Insect neuroscience specialists are looking to unlock the mystery of how flying insects can rapidly respond to visual and other sensory cues, given that their tiny brains bear no comparison to the super capacity of their flying skills and speed.
Just like in humans, the brains of hoverflies and even tiny predatory robberflies have hundreds of thousands of neurones which give them survival abilities for hunting and pollen collecting, unparalleled even in the most advanced human technologies. And just like humans, the descending nerve (or ‘spinal cord’) in flies narrows down to channel only a few hundred neurones at a time.

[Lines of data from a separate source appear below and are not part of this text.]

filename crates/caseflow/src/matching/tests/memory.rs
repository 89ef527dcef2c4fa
use super::common::*;
use crate::matching::domain::{
    AssignmentEvent, AssignmentEventKind, CaseId, CaseStatus, LawyerId,
};
use crate::matching::repository::{AssignmentRepository, RepositoryError};
use crate::matching::InMemoryAssignmentStore;

fn assigned_event(case_id: &str, lawyer_id: &str) -> AssignmentEvent {
    AssignmentEvent {
        case_id: CaseId(case_id.to_string()),
        lawyer_id: LawyerId(lawyer_id.to_string()),
        kind: AssignmentEventKind::Assigned,
        at: now(),
        metadata: Default::default(),
    }
}

#[test]
fn duplicate_case_conflicts() {
    let store = InMemoryAssignmentStore::default();
    store.insert_case(case("c-1")).expect("first insert");
    assert_eq!(
        store.insert_case(case("c-1")).expect_err("duplicate"),
        RepositoryError::Conflict
    );
}

#[test]
fn failed_transaction_discards_staged_writes() {
    let store = InMemoryAssignmentStore::with_lawyers(vec![lawyer("l-1")]);
    store.insert_case(case("c-1")).expect("insert");

    let result: Result<(), _> = store.transaction(|tx| {
        tx.reserve_capacity(&LawyerId("l-1".to_string()))?;
        tx.append_event(assigned_event("c-1", "l-1"))?;
        Err(RepositoryError::Unavailable("downstream write failed".to_string()))
    });

    assert!(result.is_err());
    assert_eq!(stored_lawyer(&store, "l-1").active_cases, 2);
    assert!(store.events().expect("events").is_empty());
}

#[test]
fn committed_transaction_is_visible() {
    let store = InMemoryAssignmentStore::with_lawyers(vec![lawyer("l-1")]);
    store.insert_case(case("c-1")).expect("insert");

    let reserved = store
        .transaction(|tx| {
            let lawyer = tx.reserve_capacity(&LawyerId("l-1".to_string()))?;
            tx.append_event(assigned_event("c-1", "l-1"))?;
            Ok(lawyer)
        })
        .expect("commit");

    assert_eq!(reserved.active_cases, 3);
    assert_eq!(stored_lawyer(&store, "l-1").active_cases, 3);
    assert_eq!(case_events(&store, "c-1").len(), 1);
    assert!(case_events(&store, "c-2").is_empty());
}

#[test]
fn reserve_refuses_full_or_unavailable_lawyers() {
    let mut full = lawyer("full");
    full.active_cases = full.max_capacity;
    let mut away = lawyer("away");
    away.available = false;
    let store = InMemoryAssignmentStore::with_lawyers(vec![full, away]);

    for id in ["full", "away"] {
        let lawyer_id = LawyerId(id.to_string());
        let err = store
            .transaction(|tx| tx.reserve_capacity(&lawyer_id))
            .expect_err("no slot");
        assert_eq!(err, RepositoryError::CapacityExhausted(lawyer_id.clone()));
    }

    let missing = store
        .transaction(|tx| tx.reserve_capacity(&LawyerId("ghost".to_string())))
        .expect_err("unknown lawyer");
    assert_eq!(missing, RepositoryError::NotFound);
}

#[test]
fn rejection_frees_slot_and_stamps_time() {
    let mut idle = lawyer("l-1");
    idle.active_cases = 0;
    let store = InMemoryAssignmentStore::with_lawyers(vec![idle]);

    let updated = store
        .transaction(|tx| tx.record_rejection(&LawyerId("l-1".to_string()), now()))
        .expect("recorded");

    assert_eq!(updated.active_cases, 0);
    assert_eq!(updated.performance.rejected, 3);
    assert_eq!(updated.performance.last_rejection_at, Some(now()));
}

#[test]
fn upsert_replaces_existing_lawyer() {
    let store = InMemoryAssignmentStore::with_lawyers(vec![lawyer("l-1")]);
    let mut changed = lawyer("l-1");
    changed.max_capacity = 25;
    store.upsert_lawyer(changed).expect("upsert");
    store.upsert_lawyer(lawyer("l-2")).expect("insert");

    let pool = store.candidate_pool().expect("pool");
    assert_eq!(pool.len(), 2);
    assert_eq!(pool[0].max_capacity, 25);
    assert_eq!(pool[1].id, LawyerId("l-2".to_string()));
}

#[test]
fn transaction_sees_its_own_writes() {
    let store = InMemoryAssignmentStore::with_lawyers(vec![lawyer("l-1")]);
    store.insert_case(case("c-1")).expect("insert");

    let (second, status) = store
        .transaction(|tx| {
            let l1 = LawyerId("l-1".to_string());
            tx.reserve_capacity(&l1)?;
            let second = tx.reserve_capacity(&l1)?;

            let mut case = tx.case(&CaseId("c-1".to_string()))?;
            case.status = CaseStatus::Assigned;
            tx.update_case(&case)?;
            Ok((second, tx.case(&case.id)?.status))
        })
        .expect("commit");

    assert_eq!(second.active_cases, 4);
    assert_eq!(status, CaseStatus::Assigned);
    assert_eq!(stored_lawyer(&store, "l-1").active_cases, 4);
    assert_eq!(stored_case(&store, "c-1").status, CaseStatus::Assigned);
}

#[test]
fn failed_transaction_keeps_earlier_events() {
    let store = InMemoryAssignmentStore::with_lawyers(vec![lawyer("l-1")]);
    store.insert_case(case("c-1")).expect("insert");
    store
        .transaction(|tx| tx.append_event(assigned_event("c-1", "l-1")))
        .expect("first commit");

    let result: Result<(), _> = store.transaction(|tx| {
        tx.append_event(assigned_event("c-1", "l-1"))?;
        Err(RepositoryError::Conflict)
    });

    assert!(result.is_err());
    assert_eq!(case_events(&store, "c-1").len(), 1);
}

#[test]
fn updating_unknown_case_fails() {
    let store = InMemoryAssignmentStore::default();
    let err = store
        .transaction(|tx| tx.update_case(&case("ghost")))
        .expect_err("case was never inserted");
    assert_eq!(err, RepositoryError::NotFound);
}
use std::env;
use std::fmt;
use std::net::{IpAddr, SocketAddr};
use std::str::FromStr;

use chrono::{FixedOffset, Offset, Utc};

/// Distinguishes runtime behavior for different stages of the service.
#[derive(Debug, Clone, Copy, PartialEq, Eq)]
pub enum AppEnvironment {
    Development,
    Test,
    Production,
}

impl AppEnvironment {
    fn from_str(value: &str) -> Self {
        match value.trim().to_ascii_lowercase().as_str() {
            "prod" | "production" => Self::Production,
            "test" | "ci" => Self::Test,
            _ => Self::Development,
        }
    }
}

/// Top-level configuration for the host process.
#[derive(Debug, Clone)]
pub struct AppConfig {
    pub environment: AppEnvironment,
    pub server: ServerConfig,
    pub telemetry: TelemetryConfig,
    pub matching: MatchingConfig,
}

impl AppConfig {
    pub fn load() -> Result<Self, ConfigError> {
        dotenvy::dotenv().ok();

        let environment = AppEnvironment::from_str(
            &env::var("APP_ENV").unwrap_or_else(|_| "development".to_string()),
        );

        let host = env::var("APP_HOST").unwrap_or_else(|_| "127.0.0.1".to_string());
        let port = env::var("APP_PORT")
            .unwrap_or_else(|_| "3000".to_string())
            .parse::<u16>()
            .map_err(|_| ConfigError::InvalidPort)?;

        let log_level = env::var("APP_LOG_LEVEL").unwrap_or_else(|_| "info".to_string());

        Ok(Self {
            environment,
            server: ServerConfig { host, port },
            telemetry: TelemetryConfig { log_level },
            matching: MatchingConfig::from_env()?,
        })
    }
}

/// Settings controlling the HTTP server binding.
#[derive(Debug, Clone)]
pub struct ServerConfig {
    pub host: String,
    pub port: u16,
}

impl ServerConfig {
    pub fn socket_addr(&self) -> Result<SocketAddr, ConfigError> {
        if self.host.eq_ignore_ascii_case("localhost") {
            return Ok(SocketAddr::new(IpAddr::from([127, 0, 0, 1]), self.port));
        }

        let ip: IpAddr = self
            .host
            .parse()
            .map_err(|source| ConfigError::InvalidHost { source })?;

        Ok(SocketAddr::new(ip, self.port))
    }
}

/// Tracing controls.
#[derive(Debug, Clone)]
pub struct TelemetryConfig {
    pub log_level: String,
}

/// Thresholds and limits applied by the assignment pipeline.
///
/// Scoring weights live as constants in `matching::scoring::weights`.
#[derive(Debug, Clone, PartialEq)]
pub struct MatchingConfig {
    pub min_score: f64,
    pub top_n: usize,
    pub auto_assign_score: f64,
    pub reassignment_min_score: f64,
    pub reassignment_top_n: usize,
    pub max_reassignment_attempts: u32,
    /// Offset applied to "now" before comparing against lawyer office hours.
    pub office_hours_offset: FixedOffset,
}

const DEFAULT_OFFICE_HOURS_OFFSET_HOURS: i32 = -3;

impl Default for MatchingConfig {
    fn default() -> Self {
        Self {
            min_score: 50.0,
            top_n: 1,
            auto_assign_score: 80.0,
            reassignment_min_score: 60.0,
            reassignment_top_n: 3,
            max_reassignment_attempts: 3,
            office_hours_offset: offset_from_hours(DEFAULT_OFFICE_HOURS_OFFSET_HOURS)
                .unwrap_or_else(|| Utc.fix()),
        }
    }
}

impl MatchingConfig {
    pub fn from_env() -> Result<Self, ConfigError> {
        let defaults = Self::default();

        let offset_hours = env_or(
            "MATCH_OFFICE_HOURS_UTC_OFFSET",
            DEFAULT_OFFICE_HOURS_OFFSET_HOURS,
        )?;
        let office_hours_offset =
            offset_from_hours(offset_hours).ok_or(ConfigError::InvalidValue {
                key: "MATCH_OFFICE_HOURS_UTC_OFFSET",
            })?;

        let config = Self {
            min_score: env_or("MATCH_MIN_SCORE", defaults.min_score)?,
            top_n: env_or("MATCH_TOP_N", defaults.top_n)?,
            auto_assign_score: env_or("MATCH_AUTO_ASSIGN_SCORE", defaults.auto_assign_score)?,
            reassignment_min_score: env_or(
                "MATCH_REASSIGN_MIN_SCORE",
                defaults.reassignment_min_score,
            )?,
            reassignment_top_n: env_or("MATCH_REASSIGN_TOP_N", defaults.reassignment_top_n)?,
            max_reassignment_attempts: env_or(
                "MATCH_MAX_REASSIGNMENTS",
                defaults.max_reassignment_attempts,
            )?,
            office_hours_offset,
        };

        config.validate()?;
        Ok(config)
    }

    fn validate(&self) -> Result<(), ConfigError> {
        for (key, score) in [
            ("MATCH_MIN_SCORE", self.min_score),
            ("MATCH_AUTO_ASSIGN_SCORE", self.auto_assign_score),
            ("MATCH_REASSIGN_MIN_SCORE", self.reassignment_min_score),
        ] {
            if !(0.0..=100.0).contains(&score) {
                return Err(ConfigError::InvalidValue { key });
            }
        }
        if self.top_n == 0 {
            return Err(ConfigError::InvalidValue { key: "MATCH_TOP_N" });
        }
        if self.reassignment_top_n == 0 {
            return Err(ConfigError::InvalidValue {
                key: "MATCH_REASSIGN_TOP_N",
            });
        }
        Ok(())
    }
}

fn offset_from_hours(hours: i32) -> Option<FixedOffset> {
    FixedOffset::east_opt(hours.checked_mul(3600)?)
}

fn env_or<T: FromStr>(key: &'static str, default: T) -> Result<T, ConfigError> {
    match env::var(key) {
        Ok(raw) => raw
            .trim()
            .parse::<T>()
            .map_err(|_| ConfigError::InvalidValue { key }),
        Err(_) => Ok(default),
    }
}

#[derive(Debug)]
pub enum ConfigError {
    InvalidPort,
    InvalidHost { source: std::net::AddrParseError },
    InvalidValue { key: &'static str },
}

impl fmt::Display for ConfigError {
    fn fmt(&self, f: &mut fmt::Formatter<'_>) -> fmt::Result {
        match self {
            ConfigError::InvalidPort => write!(f, "APP_PORT must be a valid u16"),
            ConfigError::InvalidHost { .. } => {
                write!(f, "APP_HOST must parse to an IPv4 or IPv6 address")
            }
            ConfigError::InvalidValue { key } => write!(f, "{key} has an invalid value"),
        }
    }
}

impl std::error::Error for ConfigError {
    fn source(&self) -> Option<&(dyn std::error::Error + 'static)> {
        match self {
            ConfigError::InvalidPort | ConfigError::InvalidValue { .. } => None,
            ConfigError::InvalidHost { source } => Some(source),
        }
    }
}
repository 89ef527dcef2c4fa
use chrono::{DateTime, Datelike, FixedOffset, Timelike, Utc};
use serde::Serialize;

use super::domain::{Lawyer, LawyerId};

/// Why a lawyer was left out of the scoring round.
#[derive(Debug, Clone, Copy, PartialEq, Eq, Serialize)]
#[serde(rename_all = "snake_case")]
pub enum Exclusion {
    MarkedUnavailable,
    OnLeave,
    AtCapacity,
    OutsideOfficeHours,
}

impl Exclusion {
    pub const fn label(self) -> &'static str {
        match self {
            Exclusion::MarkedUnavailable => "marked unavailable",
            Exclusion::OnLeave => "on leave",
            Exclusion::AtCapacity => "at capacity",
            Exclusion::OutsideOfficeHours => "outside office hours",
        }
    }
}

/// Result of splitting the pool into lawyers that may be scored and the rest.
#[derive(Debug, Default)]
pub struct AvailabilityPartition<'a> {
    pub kept: Vec<&'a Lawyer>,
    pub excluded: Vec<(LawyerId, Exclusion)>,
}

/// Time-of-check predicate over the candidate pool.
#[derive(Debug, Clone, Copy)]
pub struct AvailabilityFilter {
    now: DateTime<Utc>,
    office_hours_offset: FixedOffset,
}

impl AvailabilityFilter {
    pub fn new(now: DateTime<Utc>, office_hours_offset: FixedOffset) -> Self {
        Self {
            now,
            office_hours_offset,
        }
    }

    pub fn check(&self, lawyer: &Lawyer) -> Result<(), Exclusion> {
        if !lawyer.available {
            return Err(Exclusion::MarkedUnavailable);
        }

        if lawyer
            .leave
            .map(|window| window.contains(self.now))
            .unwrap_or(false)
        {
            return Err(Exclusion::OnLeave);
        }

        if !lawyer.has_capacity() {
            return Err(Exclusion::AtCapacity);
        }

        if let Some(hours) = &lawyer.office_hours {
            let local = self.now.with_timezone(&self.office_hours_offset);
            if !hours.covers(local.weekday(), local.hour()) {
                return Err(Exclusion::OutsideOfficeHours);
            }
        }

        Ok(())
    }

    /// Keeps pool order for the lawyers that pass, so ranking ties stay stable.
    pub fn partition<'a, I>(&self, pool: I) -> AvailabilityPartition<'a>
    where
        I: IntoIterator<Item = &'a Lawyer>,
    {
        let mut partition = AvailabilityPartition::default();
        for lawyer in pool {
            match self.check(lawyer) {
                Ok(()) => partition.kept.push(lawyer),
                Err(reason) => partition.excluded.push((lawyer.id.clone(), reason)),
            }
        }
        partition
    }
}
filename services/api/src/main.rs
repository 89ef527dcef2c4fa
use caseflow_api::run;

#[tokio::main]
async fn main() {
    if let Err(err) = run().await {
        eprintln!("application error: {err}");
        std::process::exit(1);
    }
}
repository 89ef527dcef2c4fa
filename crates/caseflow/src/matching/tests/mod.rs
pub(crate) mod common;
mod memory;
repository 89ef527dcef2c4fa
//! Case-to-lawyer matching: availability filtering, scoring, ranking, and the
//! assignment and rejection transactions.

pub mod availability;
pub mod clock;
pub mod domain;
pub mod memory;
pub mod ranking;
pub mod repository;
pub mod scoring;
pub mod service;

#[cfg(test)]
pub(crate) mod tests;

pub use availability::{AvailabilityFilter, Exclusion};
pub use clock::{Clock, FixedClock, SystemClock};
pub use domain::{
    AssignmentEvent, AssignmentEventKind, Case, CaseId, CaseStatus, ClaimType, ComplexityTier,
    CourtSystem, CoverageEntry, Jurisdiction, Lawyer, LawyerId, LeaveWindow, OfficeHours,
    PerformanceRecord, UrgencyTier,
};
pub use memory::InMemoryAssignmentStore;
pub use ranking::{rank, RankingPolicy};
pub use repository::{
    AssignmentNotifier, AssignmentRepository, AssignmentTransaction, NoopNotifier,
    NotificationError, RepositoryError,
};
pub use scoring::{MatchResult, ScoreCalculator, ScoreComponent, ScoreFactor};
pub use service::{
    Assignment, AssignmentError, AssignmentService, MatchOutcome, MatchRequest, Reassignment,
};
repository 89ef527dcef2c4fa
pub mod config;
pub mod error;
pub mod matching;
pub mod telemetry;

So how can these extraordinarily rapid insect responses occur when the body’s pre-motor pathways run into such a bottleneck linking messages from the brain to the wings and body?
Funded by the US Air Force Office of Scientific Research and an Australian Research Council Discovery grant, researchers from Flinders, Cambridge and Minnesota universities are looking for future directions in neuroscience from the study of highly advanced flying insects, such as predatory robberflies and dragonflies, and non-predatory hoverflies and bees.
Their latest study, which analyses the descending nerve in flies, has been published in the Journal of Neuroscience and is expected to lead to more research to mimic the response time in predatory and non-predatory insects in their natural environment in the wild.
“Humans are quite poor at responding to small stimuli in a busy or cluttered field of vision, such as catching a ball while running in a forest,” said Associate Professor Karin Nordström from Flinders University.
“So how can flies see each other in similar environments?
“Clearly, there is something in their evolution that still enables incredibly fast responses in their behaviour when their brain registers a trigger (such as pollen, a potential mate or a yummy meal).”
As well as recording responses in the brain, the researchers are also looking at how the animals’ neurones dictate behaviour and translate into their super sophisticated capabilities. Research findings will help to inform future technologies such as driverless cars and more efficient modes of air travel.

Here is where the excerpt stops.